impl<T> IrqMutex<T> {
    #[inline]
    pub const fn new(data: T) -> Self {
        Self::new_named(data, "<lock>")
    }

    #[inline]
    pub const fn new_named(data: T, name: &'static str) -> Self {
        Self {
            next_ticket: AtomicU16::new(0),
            now_serving: AtomicU16::new(0),
            poisoned: AtomicBool::new(false),
            name,
            data: UnsafeCell::new(data),
        }
    }

    #[inline]
    pub fn name(&self) -> &'static str {
        self.name
    }

    /// Force unlock the mutex without proper guard handling.
    ///
    /// Advances `now_serving` to match `next_ticket`, releasing the lock and
    /// unblocking any waiters in FIFO order.
    ///
    /// # Safety
    /// This is ONLY safe to call after a panic recovery via longjmp, when we know
    /// the lock might be held but the guard was lost. The caller must ensure:
    /// 1. No code is currently executing with this lock held
    /// 2. The data protected by the lock is in a consistent state (or will be reinitialized)
    ///
    /// Prefer `poison_unlock()` which also marks the mutex as poisoned to signal
    /// that the protected data may be in an inconsistent state.
    #[inline]
    pub unsafe fn force_unlock(&self) {
        // Snap now_serving forward to next_ticket, releasing the lock entirely.
        // This is safe under the caller's contract (no concurrent holder).
        self.now_serving
            .store(self.next_ticket.load(Ordering::Relaxed), Ordering::Release);
    }

    /// Force unlock the mutex AND mark it as poisoned.
    ///
    /// # Safety
    /// Same safety requirements as `force_unlock()`. This should be used in
    /// panic recovery paths instead of bare `force_unlock()` to signal that the
    /// protected data may be in an inconsistent state after the interrupted
    /// critical section.
    ///
    /// Callers that acquire the lock after poisoning should check `is_poisoned()`
    /// and reinitialize the protected data before trusting its invariants.
    #[inline]
    pub unsafe fn poison_unlock(&self) {
        self.poisoned.store(true, Ordering::Release);
        self.now_serving
            .store(self.next_ticket.load(Ordering::Relaxed), Ordering::Release);
    }

    /// Returns true if this mutex was force-unlocked during panic recovery.
    /// When poisoned, the protected data may be in an inconsistent state
    /// and should be reinitialized before normal use.
    #[inline]
    pub fn is_poisoned(&self) -> bool {
        self.poisoned.load(Ordering::Acquire)
    }

    /// Clear the poisoned state after the protected data has been reinitialized.
    /// Only call this after verifying or restoring the data's invariants.
    #[inline]
    pub fn clear_poison(&self) {
        self.poisoned.store(false, Ordering::Release);
    }

    /// Check if the lock is currently held (or has waiters).
    #[inline]
    pub fn is_locked(&self) -> bool {
        let next = self.next_ticket.load(Ordering::Relaxed);
        let serving = self.now_serving.load(Ordering::Relaxed);
        next != serving
    }

    #[inline]
    pub fn lock(&self) -> IrqMutexGuard<'_, T> {
        let preempt = PreemptGuard::new();
        let saved_flags = cpu::save_flags_cli();

        // Take a ticket. fetch_add wraps at u16::MAX → 0; equality checks are
        // wrap-safe so this is correct for any number of acquisitions.
        let my_ticket = self.next_ticket.fetch_add(1, Ordering::Relaxed);

        // Spin until our ticket is being served.
        // The read of `now_serving` is Acquire so that all writes made by the
        // previous holder are visible once we observe our ticket being served.
        //
        // Proportional backoff: the further away our ticket is from now_serving,
        // the more PAUSE iterations we issue per check. This reduces cache-line
        // traffic when multiple CPUs are queued.
        let mut probe = 0u32;
        loop {
            let serving = self.now_serving.load(Ordering::Acquire);
            if serving == my_ticket {
                break;
            }
            // Proportional backoff: pause 1× per ticket of distance, capped at 64.
            let distance = my_ticket.wrapping_sub(serving) as u32;
            for _ in 0..distance.min(64) {
                spin_loop();
            }
            probe += 1;
            if probe >= DEADLOCK_PROBE_LIMIT {
                panic!(
                    "IrqMutex({}) deadlock probe tripped: ticket {} waiting on {} (distance {})",
                    self.name, my_ticket, serving, distance
                );
            }
        }

        IrqMutexGuard {
            mutex: self,
            saved_flags,
            _preempt: preempt,
        }
    }

    #[inline]
    pub fn try_lock(&self) -> Option<IrqMutexGuard<'_, T>> {
        let preempt = PreemptGuard::new();
        let saved_flags = cpu::save_flags_cli();

        // Succeed only if the lock is currently free (next_ticket == now_serving).
        // CAS next_ticket forward by 1; if someone else grabbed a ticket in the
        // meantime the CAS fails and we bail out without waiting.
        let current = self.now_serving.load(Ordering::Relaxed);
        if self
            .next_ticket
            .compare_exchange(
                current,
                current.wrapping_add(1),
                Ordering::Acquire,
                Ordering::Relaxed,
            )
            .is_ok()
        {
            Some(IrqMutexGuard {
                mutex: self,
                saved_flags,
                _preempt: preempt,
            })
        } else {
            cpu::restore_flags(saved_flags);
            drop(preempt);
            None
        }
    }
}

****************************************

Work task:
Scan the material above for the word "waiting", and copy every line in which it is found.

Solved problem:
                    "IrqMutex({}) deadlock probe tripped: ticket {} waiting on {} (distance {})",
        // meantime the CAS fails and we bail out without waiting.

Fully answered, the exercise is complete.